Post
by traydeuce » Wed Aug 24, 2011 11:03 pm
I am of a view opposite to that espoused by the people above. While I stopped formally briefing cases in September of my 1L year, the entirety of my exam prep, more or less, consists of a nuanced understanding of the cases. So yes, stop at book briefing (whatever that means, I don't know what book briefing is - writing notes in your book?), but don't do anything less than that. It's my opinion - admittedly, an unsupported one as I haven't experimented working the other way - that memorizing a bunch of rules in an acontextual fashion is the path to mediocrity. What I do in virtually all of my exams, and it's worked because I'm in the top 1% of Georgetown, is I'll say something like (the following is a paraphrase of an answer on an exam that won me a best exam award - the facts were that an anonymous informant told a cop a teacher would be carrying a gun into the school where he worked in a battered briefcase, and the officer stopped and frisked the teacher):
"in Florida v. J.L. the Court said anonymous tips could only give rise to reasonable suspicion if they're predictive, except in cases of great dangers. [That's the holding, the part that everyone throws onto their outline.] But what did the Court really mean by predictive? Well, they say that saying a guy's going to be on the corner wearing a plaid jacket and carrying a gun at 4:00 is not predictive; the plaid jacket, the Court wrote, only went to identity. What matters is predicting the criminal conduct. So here, in your fact pattern, when you say the informant said Teacher Larry would be carrying a gun in a battered briefcase, that's on the borderline, because in part it's a prediction about criminal conduct, but on the other, Teacher Larry may well just carry a briefcase around every day, so we could just see this as a piece of info about identity, like the plaid shirt. The latter's probably the better view; otherwise, any tip becomes "predictive" if you say someone will be carrying a weapon/contraband in a bag they carry all the time, when all that really shows is that you know they carry that bag. And what about the great dangers exception? Isn't carrying a gun to a school a great danger? Well we know that's not the case, because in J.L., the guy was supposedly carrying a gun, and the Court said that wasn't a great danger. However, just maybe, bringing a gun to a school, rather than a high-crime street corner where everyone's often shooting each other anyway, changes the analysis. But probably not, given that the Court's one example of a great danger is a bomb; the Court seems to be thinking in terms of large acts of terrorism, and guns would bring in a whole lot into the exception. If, however, the informant specifically said Teacher Larry was bringing the gun to school to shoot all his students, that would probably qualify. But a gun, standing alone, doesn't become a great danger just because of where you take it."

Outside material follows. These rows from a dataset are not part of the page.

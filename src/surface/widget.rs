//! Widget rendering a [`Grid`] to a ratatui buffer.

use ratatui::{
    buffer::Buffer,
    layout::Rect,
    style::{Color, Modifier, Style},
    widgets::Widget,
};

use super::events::Highlight;
use super::grid::Grid;

/// Default colours set by `update_fg` / `update_bg` / `update_sp`.
///
/// `None` means the terminal's own default.
#[derive(Debug, Clone, Copy, Default, PartialEq, Eq)]
pub struct DefaultColors {
    /// Default foreground.
    pub foreground: Option<u32>,
    /// Default background.
    pub background: Option<u32>,
    /// Default special colour.
    pub special: Option<u32>,
}

/// A widget that draws the editor grid.
pub struct GridWidget<'a> {
    grid: &'a Grid,
    defaults: DefaultColors,
}

impl std::fmt::Debug for GridWidget<'_> {
    fn fmt(&self, f: &mut std::fmt::Formatter<'_>) -> std::fmt::Result {
        f.debug_struct("GridWidget")
            .field("size", &self.grid.size())
            .field("defaults", &self.defaults)
            .finish_non_exhaustive()
    }
}

impl<'a> GridWidget<'a> {
    /// Create a widget over `grid`.
    pub fn new(grid: &'a Grid) -> Self {
        Self {
            grid,
            defaults: DefaultColors::default(),
        }
    }

    /// Colours used where a cell's highlight leaves them unset.
    pub fn defaults(mut self, defaults: DefaultColors) -> Self {
        self.defaults = defaults;
        self
    }
}

impl Widget for GridWidget<'_> {
    fn render(self, area: Rect, buf: &mut Buffer) {
        let (columns, rows) = self.grid.size();
        for row in 0..area.height.min(rows) {
            for col in 0..area.width.min(columns) {
                let Some(cell) = self.grid.cell(row, col) else {
                    continue;
                };
                let buf_cell = &mut buf[(area.x + col, area.y + row)];
                // Right half of a wide character: ratatui fills it itself.
                if !cell.text.is_empty() {
                    buf_cell.set_symbol(&cell.text);
                }
                buf_cell.set_style(style_for(&cell.highlight, self.defaults));
            }
        }
    }
}

/// Combine a cell's highlight with the default colours.
pub fn style_for(highlight: &Highlight, defaults: DefaultColors) -> Style {
    let mut style = Style::default()
        .fg(convert_color(highlight.foreground.or(defaults.foreground)))
        .bg(convert_color(highlight.background.or(defaults.background)));

    if highlight.bold {
        style = style.add_modifier(Modifier::BOLD);
    }
    if highlight.italic {
        style = style.add_modifier(Modifier::ITALIC);
    }
    if highlight.underline || highlight.undercurl {
        style = style.add_modifier(Modifier::UNDERLINED);
    }
    if highlight.reverse {
        style = style.add_modifier(Modifier::REVERSED);
    }
    style
}

/// `0xRRGGBB` → ratatui colour; `None` is the terminal default.
fn convert_color(color: Option<u32>) -> Color {
    match color {
        None => Color::Reset,
        Some(rgb) => {
            let [_, r, g, b] = rgb.to_be_bytes();
            Color::Rgb(r, g, b)
        }
    }
}
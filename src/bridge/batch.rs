//! Update batches - the payload of one `redraw` notification.
//!
//! A redraw notification carries a list of updates, each an update name
//! followed by one or more argument tuples:
//!
//! ```text
//! [ ["cursor_goto", [0, 4]],
//!   ["put", ["h"], ["i"]],
//!   ["highlight_set", [{"bold": true}]] ]
//! ```
//!
//! A batch is built on the remote-event thread, moved into a work item and
//! applied once on the presentation thread.

use serde_json::Value;

use crate::error::BridgeError;
use crate::profiling;
use crate::surface::PresentationSurface;

/// One named update with its argument tuples, in arrival order.
#[derive(Debug, Clone, PartialEq)]
pub struct Update {
    /// Update kind (e.g. `put`, `cursor_goto`).
    pub name: String,
    /// Argument tuples; the handler runs once per tuple.
    pub arg_tuples: Vec<Vec<Value>>,
}

/// Ordered updates from a single redraw notification.
#[derive(Debug, Clone, Default, PartialEq)]
pub struct UpdateBatch {
    updates: Vec<Update>,
}

impl UpdateBatch {
    /// Build a batch from a redraw notification's params.
    pub fn from_redraw(params: Vec<Value>) -> Result<Self, BridgeError> {
        let updates = params
            .into_iter()
            .map(parse_update)
            .collect::<Result<Vec<_>, _>>()?;
        Ok(Self { updates })
    }

    /// Updates in arrival order.
    pub fn updates(&self) -> &[Update] {
        &self.updates
    }

    /// Number of updates (not tuples).
    pub fn len(&self) -> usize {
        self.updates.len()
    }

    /// `true` if the notification carried no updates.
    pub fn is_empty(&self) -> bool {
        self.updates.is_empty()
    }

    /// Apply every update in order, then refresh the cursor once.
    ///
    /// Stops at the first failing handler; the cursor refresh is skipped
    /// in that case since the batch was not fully applied.
    pub fn apply<S: PresentationSurface>(&self, surface: &mut S) -> Result<(), BridgeError> {
        for update in &self.updates {
            for args in &update.arg_tuples {
                profiling::scope(&update.name, || surface.apply_update(&update.name, args))?;
            }
        }
        profiling::scope("cursor_refresh", || surface.cursor_refresh())
    }
}

fn parse_update(update: Value) -> Result<Update, BridgeError> {
    let parts = match update {
        Value::Array(parts) => parts,
        other => {
            return Err(BridgeError::MalformedUpdate(format!(
                "update is not an array: {other}"
            )))
        }
    };
    let mut parts = parts.into_iter();
    let name = match parts.next() {
        Some(Value::String(name)) => name,
        Some(other) => {
            return Err(BridgeError::MalformedUpdate(format!(
                "update name is not a string: {other}"
            )))
        }
        None => return Err(BridgeError::MalformedUpdate("empty update".to_string())),
    };
    let arg_tuples = parts
        .map(|args| match args {
            Value::Array(args) => Ok(args),
            other => Err(BridgeError::MalformedUpdate(format!(
                "arguments of '{name}' are not an array: {other}"
            ))),
        })
        .collect::<Result<Vec<_>, _>>()?;
    Ok(Update { name, arg_tuples })
}

#[cfg(test)]
mod tests {
    use super::*;
    use serde_json::json;

    #[test]
    fn test_from_redraw_keeps_update_and_tuple_order() {
        let params = vec![
            json!(["cursor_goto", [0, 4]]),
            json!(["put", ["h"], ["i"]]),
            json!(["clear"]),
        ];
        let batch = UpdateBatch::from_redraw(params).unwrap();

        assert_eq!(batch.len(), 3);
        assert_eq!(batch.updates()[0].name, "cursor_goto");
        assert_eq!(batch.updates()[0].arg_tuples, vec![vec![json!(0), json!(4)]]);
        assert_eq!(
            batch.updates()[1].arg_tuples,
            vec![vec![json!("h")], vec![json!("i")]]
        );
        assert!(batch.updates()[2].arg_tuples.is_empty());
    }

    #[test]
    fn test_from_redraw_empty_params() {
        let batch = UpdateBatch::from_redraw(Vec::new()).unwrap();
        assert!(batch.is_empty());
    }

    #[test]
    fn test_from_redraw_rejects_non_string_name() {
        let result = UpdateBatch::from_redraw(vec![json!([42, [1]])]);
        assert!(matches!(result, Err(BridgeError::MalformedUpdate(_))));
    }

    #[test]
    fn test_from_redraw_rejects_non_array_update() {
        let result = UpdateBatch::from_redraw(vec![json!("put")]);
        assert!(matches!(result, Err(BridgeError::MalformedUpdate(_))));
    }

    #[test]
    fn test_from_redraw_rejects_non_array_tuple() {
        let result = UpdateBatch::from_redraw(vec![json!(["put", "a"])]);
        assert!(matches!(result, Err(BridgeError::MalformedUpdate(_))));
    }

    #[test]
    fn test_from_redraw_rejects_empty_update() {
        let result = UpdateBatch::from_redraw(vec![json!([])]);
        assert!(matches!(result, Err(BridgeError::MalformedUpdate(_))));
    }
}
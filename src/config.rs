//! Configuration loading and persistence.
//!
//! Settings live in `config.json` under the platform config directory
//! (`<config>/editor-bridge`). A missing file means defaults; environment
//! variables override the file and command-line flags override both.

use anyhow::{bail, Context, Result};
use serde::{Deserialize, Serialize};
use std::{fs, path::Path, path::PathBuf};

use crate::constants;
use crate::session::protocol::WireFormat;

/// Name of the configuration file inside [`Config::config_dir`].
pub const CONFIG_FILE: &str = "config.json";

/// Runtime configuration for the bridge binary.
#[derive(Serialize, Deserialize, Clone, Debug, PartialEq, Eq)]
#[serde(default)]
pub struct Config {
    /// Launch string for the editor, split into argv by [`split_command`].
    pub editor_command: String,
    /// Grid width requested when attaching.
    pub initial_columns: u16,
    /// Grid height requested when attaching.
    pub initial_rows: u16,
    /// Framing the editor speaks on stdio. `nvim --embed` needs `msgpack`;
    /// `json-lines` is for editors behind a line-protocol adapter.
    pub wire_format: WireFormat,
    /// Log file; defaults to `editor-bridge.log` in the config directory.
    #[serde(skip_serializing_if = "Option::is_none")]
    pub log_file: Option<PathBuf>,
}

impl Default for Config {
    fn default() -> Self {
        Self {
            editor_command: "nvim --embed".to_string(),
            initial_columns: constants::DEFAULT_COLUMNS,
            initial_rows: constants::DEFAULT_ROWS,
            wire_format: WireFormat::MessagePack,
            log_file: None,
        }
    }
}

impl Config {
    /// Returns the configuration directory path, creating it if necessary.
    ///
    /// `EDITOR_BRIDGE_CONFIG_DIR` overrides the platform config directory.
    pub fn config_dir() -> Result<PathBuf> {
        let dir = match std::env::var_os("EDITOR_BRIDGE_CONFIG_DIR") {
            Some(dir) => PathBuf::from(dir),
            None => dirs::config_dir()
                .context("Could not determine config directory")?
                .join("editor-bridge"),
        };
        fs::create_dir_all(&dir)
            .with_context(|| format!("Failed to create config dir {}", dir.display()))?;
        Ok(dir)
    }

    /// Loads configuration from the config directory, with environment
    /// variable overrides applied.
    pub fn load() -> Result<Self> {
        let mut config = Self::load_from(&Self::config_dir()?.join(CONFIG_FILE))?;
        config.apply_overrides(|key| std::env::var(key).ok());
        Ok(config)
    }

    /// Loads configuration from `path`; a missing file yields defaults.
    pub fn load_from(path: &Path) -> Result<Self> {
        if !path.exists() {
            log::debug!("No config at {}, using defaults", path.display());
            return Ok(Self::default());
        }
        let content = fs::read_to_string(path)
            .with_context(|| format!("Failed to read {}", path.display()))?;
        serde_json::from_str(&content).with_context(|| format!("Invalid config {}", path.display()))
    }

    /// Apply `EDITOR_BRIDGE_*` overrides, looking variables up with `var`.
    pub fn apply_overrides(&mut self, var: impl Fn(&str) -> Option<String>) {
        if let Some(command) = var("EDITOR_BRIDGE_COMMAND") {
            self.editor_command = command;
        }
        if let Some(log_file) = var("EDITOR_BRIDGE_LOG_FILE") {
            self.log_file = Some(PathBuf::from(log_file));
        }
        if let Some(wire) = var("EDITOR_BRIDGE_WIRE_FORMAT") {
            match wire.parse::<WireFormat>() {
                Ok(wire) => self.wire_format = wire,
                Err(e) => log::warn!("Ignoring EDITOR_BRIDGE_WIRE_FORMAT: {e}"),
            }
        }
    }

    /// Persists the configuration to `path`.
    pub fn save_to(&self, path: &Path) -> Result<()> {
        fs::write(path, serde_json::to_string_pretty(self)?)
            .with_context(|| format!("Failed to write {}", path.display()))?;
        Ok(())
    }

    /// Log file to use: the configured one, else the config directory,
    /// else the system temp directory.
    pub fn log_path(&self) -> PathBuf {
        if let Some(path) = &self.log_file {
            return path.clone();
        }
        Self::config_dir()
            .unwrap_or_else(|_| std::env::temp_dir())
            .join("editor-bridge.log")
    }

    /// Editor argv: the split launch string followed by `extra`.
    pub fn editor_argv(&self, extra: &[String]) -> Result<Vec<String>> {
        let mut argv = split_command(&self.editor_command)?;
        if argv.is_empty() {
            bail!("Editor command is empty");
        }
        argv.extend(extra.iter().cloned());
        Ok(argv)
    }
}

/// Split a launch string into words.
///
/// Single quotes are literal, double quotes allow `\"` and `\\`, and a
/// backslash outside quotes escapes the next character. Each word is then
/// expanded with [`shellexpand::full`] (`~`, `$VAR`, `${VAR}`).
pub fn split_command(command: &str) -> Result<Vec<String>> {
    #[derive(PartialEq)]
    enum Quote {
        None,
        Single,
        Double,
    }

    let mut words = Vec::new();
    let mut word = String::new();
    let mut in_word = false;
    let mut quote = Quote::None;
    let mut chars = command.chars();

    while let Some(c) = chars.next() {
        match (&quote, c) {
            (Quote::Single, '\'') | (Quote::Double, '"') => quote = Quote::None,
            (Quote::Single, c) => word.push(c),
            (Quote::Double, '\\') => match chars.next() {
                Some(next @ ('"' | '\\')) => word.push(next),
                Some(next) => {
                    word.push('\\');
                    word.push(next);
                }
                None => bail!("Unterminated quote in command: {command}"),
            },
            (Quote::Double, c) => word.push(c),
            (Quote::None, '\'') => {
                quote = Quote::Single;
                in_word = true;
            }
            (Quote::None, '"') => {
                quote = Quote::Double;
                in_word = true;
            }
            (Quote::None, '\\') => {
                let next = chars
                    .next()
                    .with_context(|| format!("Trailing backslash in command: {command}"))?;
                word.push(next);
                in_word = true;
            }
            (Quote::None, c) if c.is_whitespace() => {
                if in_word {
                    words.push(std::mem::take(&mut word));
                    in_word = false;
                }
            }
            (Quote::None, c) => {
                word.push(c);
                in_word = true;
            }
        }
    }
    if quote != Quote::None {
        bail!("Unterminated quote in command: {command}");
    }
    if in_word {
        words.push(word);
    }

    words
        .into_iter()
        .map(|word| {
            shellexpand::full(&word)
                .map(|expanded| expanded.into_owned())
                .with_context(|| format!("Failed to expand '{word}'"))
        })
        .collect()
}

#[cfg(test)]
mod tests {
    use super::*;

    #[test]
    fn test_default_config() {
        let config = Config::default();
        assert_eq!(config.editor_command, "nvim --embed");
        assert_eq!(config.initial_columns, 153);
        assert_eq!(config.initial_rows, 39);
        assert_eq!(config.wire_format, WireFormat::MessagePack);
        assert!(config.log_file.is_none());
    }

    #[test]
    fn test_missing_file_gives_defaults() {
        let dir = tempfile::tempdir().unwrap();
        let config = Config::load_from(&dir.path().join(CONFIG_FILE)).unwrap();
        assert_eq!(config, Config::default());
    }

    #[test]
    fn test_partial_file_keeps_other_defaults() {
        let dir = tempfile::tempdir().unwrap();
        let path = dir.path().join(CONFIG_FILE);
        fs::write(&path, r#"{"initial_rows": 50}"#).unwrap();

        let config = Config::load_from(&path).unwrap();
        assert_eq!(config.initial_rows, 50);
        assert_eq!(config.initial_columns, 153);
        assert_eq!(config.editor_command, "nvim --embed");
    }

    #[test]
    fn test_invalid_file_is_an_error() {
        let dir = tempfile::tempdir().unwrap();
        let path = dir.path().join(CONFIG_FILE);
        fs::write(&path, "not json").unwrap();
        assert!(Config::load_from(&path).is_err());
    }

    #[test]
    fn test_save_then_load() {
        let dir = tempfile::tempdir().unwrap();
        let path = dir.path().join(CONFIG_FILE);
        let config = Config {
            editor_command: "vim --embed".to_string(),
            log_file: Some(PathBuf::from("/tmp/bridge.log")),
            ..Config::default()
        };
        config.save_to(&path).unwrap();
        assert_eq!(Config::load_from(&path).unwrap(), config);
    }

    #[test]
    fn test_env_overrides() {
        let mut config = Config::default();
        config.apply_overrides(|key| match key {
            "EDITOR_BRIDGE_COMMAND" => Some("nvim --embed --clean".to_string()),
            "EDITOR_BRIDGE_LOG_FILE" => Some("/var/log/bridge.log".to_string()),
            "EDITOR_BRIDGE_WIRE_FORMAT" => Some("json-lines".to_string()),
            _ => None,
        });
        assert_eq!(config.wire_format, WireFormat::JsonLines);
        assert_eq!(config.editor_command, "nvim --embed --clean");
        assert_eq!(config.log_file, Some(PathBuf::from("/var/log/bridge.log")));
        assert_eq!(config.log_path(), PathBuf::from("/var/log/bridge.log"));
    }

    #[test]
    fn test_unknown_wire_format_override_is_ignored() {
        let mut config = Config::default();
        config.apply_overrides(|key| {
            (key == "EDITOR_BRIDGE_WIRE_FORMAT").then(|| "xml".to_string())
        });
        assert_eq!(config.wire_format, WireFormat::MessagePack);
    }

    #[test]
    fn test_wire_format_read_from_file() {
        let dir = tempfile::tempdir().unwrap();
        let path = dir.path().join(CONFIG_FILE);
        fs::write(&path, r#"{"wire_format": "json-lines"}"#).unwrap();
        assert_eq!(Config::load_from(&path).unwrap().wire_format, WireFormat::JsonLines);
    }

    #[test]
    fn test_split_plain_words() {
        assert_eq!(
            split_command("  nvim   --embed -u NONE ").unwrap(),
            vec!["nvim", "--embed", "-u", "NONE"]
        );
    }

    #[test]
    fn test_split_quotes_and_escapes() {
        assert_eq!(
            split_command(r#"nvim -c 'set nu' "a \"b\"" c\ d ''"#).unwrap(),
            vec!["nvim", "-c", "set nu", r#"a "b""#, "c d", ""]
        );
    }

    #[test]
    fn test_split_unterminated_quote_fails() {
        assert!(split_command("nvim 'oops").is_err());
        assert!(split_command("nvim \"oops").is_err());
        assert!(split_command("nvim \\").is_err());
    }

    #[test]
    fn test_split_expands_tilde() {
        let Some(home) = dirs::home_dir() else {
            return;
        };
        let words = split_command("nvim ~/notes.txt").unwrap();
        assert_eq!(words[1], format!("{}/notes.txt", home.display()));
    }

    #[test]
    fn test_editor_argv_appends_extra() {
        let config = Config::default();
        let argv = config.editor_argv(&["file.txt".to_string()]).unwrap();
        assert_eq!(argv, vec!["nvim", "--embed", "file.txt"]);
    }

    #[test]
    fn test_editor_argv_rejects_empty_command() {
        let config = Config {
            editor_command: "   ".to_string(),
            ..Config::default()
        };
        assert!(config.editor_argv(&[]).is_err());
    }
}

But what if you didn't remember all those facts, and all the Court's analysis? A whole lot could go wrong. If you just have the rule in your outline, and then you're confronted by this "prediction" that a teacher will carry a gun in a briefcase, you could say, "sounds predictive to me," and stop there, as predictive is a vague term and the Court's really using it in a peculiar way. Now, hopefully you're a better outliner than that, and you have read the case closely enough, in your outlining process, to make a note of what the Court means by predictive. But even then, what will you do with the gun in the school if you don't remember that J.L. itself was a case about a gun, and that the Court specifically mentioned bombs? Just grope around at the meaning of great danger. The moral of the story is that you can never talk sensibly about a rule unless you know the context from which it came. Rules are usually stated so generally that it's impossible to know what they mean until you see how they've been applied.
Last edited by
traydeuce on Wed Aug 24, 2011 11:24 pm, edited 2 times in total.